■ Work item: Which lines of the entries below hold the word "kept"? Report each of them.

======== Source information ========

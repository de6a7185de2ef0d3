//! Mood record data model

use chrono::{DateTime, Utc};
use serde::{Deserialize, Deserializer, Serialize, Serializer};
use std::fmt;
use std::str::FromStr;

/// `Other` holds a stored label this server does not know, exactly as it was
/// written, so that rewriting a history never changes it.
#[derive(Debug, Clone, PartialEq, Eq, Hash)]
pub enum Mood {
    Happy,
    Sad,
    Angry,
    Calm,
    Anxious,
    Energetic,
    Other(String),
}

#[derive(Debug, Clone, Copy, PartialEq, Eq, Serialize, Deserialize)]
#[serde(rename_all = "lowercase")]
pub enum Preference {
    Stay,
    Uplift,
}

#[derive(Debug, Clone, Copy, PartialEq, Eq, Serialize, Deserialize)]
#[serde(rename_all = "lowercase")]
pub enum Language {
    Hindi,
    English,
}

impl Default for Mood {
    fn default() -> Self {
        Mood::Calm
    }
}

impl Default for Preference {
    fn default() -> Self {
        Preference::Uplift
    }
}

impl Default for Language {
    fn default() -> Self {
        Language::Hindi
    }
}

#[derive(Debug, Clone, PartialEq, Eq)]
pub struct UnknownLabel(pub String);

impl fmt::Display for UnknownLabel {
    fn fmt(&self, f: &mut fmt::Formatter<'_>) -> fmt::Result {
        write!(f, "unknown label '{}'", self.0)
    }
}

impl std::error::Error for UnknownLabel {}

/// Generates case-insensitive parsing and lowercase display for a label enum.
macro_rules! label_enum {
    ($ty:ty, $($variant:path => $label:literal),+ $(,)?) => {
        impl $ty {
            pub fn as_str(&self) -> &'static str {
                match self {
                    $($variant => $label,)+
                }
            }
        }

        impl FromStr for $ty {
            type Err = UnknownLabel;

            fn from_str(s: &str) -> Result<Self, Self::Err> {
                match s.trim().to_lowercase().as_str() {
                    $($label => Ok($variant),)+
                    _ => Err(UnknownLabel(s.to_string())),
                }
            }
        }

        impl fmt::Display for $ty {
            fn fmt(&self, f: &mut fmt::Formatter<'_>) -> fmt::Result {
                f.write_str(self.as_str())
            }
        }
    };
}

const KNOWN_MOODS: &[Mood] = &[
    Mood::Happy,
    Mood::Sad,
    Mood::Angry,
    Mood::Calm,
    Mood::Anxious,
    Mood::Energetic,
];

impl Mood {
    pub fn as_str(&self) -> &str {
        match self {
            Mood::Happy => "happy",
            Mood::Sad => "sad",
            Mood::Angry => "angry",
            Mood::Calm => "calm",
            Mood::Anxious => "anxious",
            Mood::Energetic => "energetic",
            Mood::Other(label) => label,
        }
    }

    /// Known labels match case-insensitively, anything else is kept verbatim.
    pub fn from_label(label: &str) -> Self {
        label.parse().unwrap_or_else(|_| Mood::Other(label.to_string()))
    }

    pub fn is_known(&self) -> bool {
        !matches!(self, Mood::Other(_))
    }
}

/// Only the known labels parse. Classification must not invent moods.
impl FromStr for Mood {
    type Err = UnknownLabel;

    fn from_str(s: &str) -> Result<Self, Self::Err> {
        let wanted = s.trim().to_lowercase();
        KNOWN_MOODS
            .iter()
            .find(|mood| mood.as_str() == wanted)
            .cloned()
            .ok_or_else(|| UnknownLabel(s.to_string()))
    }
}

impl fmt::Display for Mood {
    fn fmt(&self, f: &mut fmt::Formatter<'_>) -> fmt::Result {
        f.write_str(self.as_str())
    }
}

impl Serialize for Mood {
    fn serialize<S: Serializer>(&self, serializer: S) -> Result<S::Ok, S::Error> {
        serializer.serialize_str(self.as_str())
    }
}

impl<'de> Deserialize<'de> for Mood {
    fn deserialize<D: Deserializer<'de>>(deserializer: D) -> Result<Self, D::Error> {
        Ok(Mood::from_label(&String::deserialize(deserializer)?))
    }
}

label_enum!(
    Preference,
    Preference::Stay => "stay",
    Preference::Uplift => "uplift",
);

label_enum!(
    Language,
    Language::Hindi => "hindi",
    Language::English => "english",
);

/// The three labels produced by classifying a user's text.
#[derive(Debug, Clone, PartialEq, Eq, Default, Serialize)]
pub struct MoodClassification {
    pub mood: Mood,
    pub preference: Preference,
    pub language: Language,
}

/// A single mood observation. The timestamp is set when the record is created
/// and never changes afterwards.
#[derive(Debug, Clone, PartialEq, Serialize, Deserialize)]
pub struct MoodRecord {
    #[serde(default, deserialize_with = "lenient_mood")]
    pub mood: Mood,
    #[serde(default, deserialize_with = "lenient_label")]
    pub preference: Preference,
    #[serde(default, deserialize_with = "lenient_label")]
    pub language: Language,
    pub timestamp: DateTime<Utc>,
}

impl MoodRecord {
    pub fn new(classification: MoodClassification, timestamp: DateTime<Utc>) -> Self {
        Self {
            mood: classification.mood,
            preference: classification.preference,
            language: classification.language,
            timestamp,
        }
    }

    pub fn now(classification: MoodClassification) -> Self {
        Self::new(classification, Utc::now())
    }

    pub fn classification(&self) -> MoodClassification {
        MoodClassification {
            mood: self.mood.clone(),
            preference: self.preference,
            language: self.language,
        }
    }
}

/// A missing or non-text mood falls back to the default. Unknown text labels
/// are kept as [`Mood::Other`].
fn lenient_mood<'de, D>(deserializer: D) -> Result<Mood, D::Error>
where
    D: Deserializer<'de>,
{
    let value = Option::<serde_json::Value>::deserialize(deserializer)?;
    Ok(value
        .as_ref()
        .and_then(serde_json::Value::as_str)
        .map(Mood::from_label)
        .unwrap_or_default())
}

/// Stored records written by older clients may carry preferences or languages
/// we don't know, or none at all. Those fall back to the default label instead
/// of failing the whole history load.
fn lenient_label<'de, D, T>(deserializer: D) -> Result<T, D::Error>
where
    D: Deserializer<'de>,
    T: FromStr + Default,
{
    let value = Option::<serde_json::Value>::deserialize(deserializer)?;
    Ok(value
        .as_ref()
        .and_then(serde_json::Value::as_str)
        .and_then(|s| s.parse().ok())
        .unwrap_or_default())
}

========

■ Answer to the problem:
    /// Known labels match case-insensitively, anything else is kept verbatim.
/// are kept as [`Mood::Other`].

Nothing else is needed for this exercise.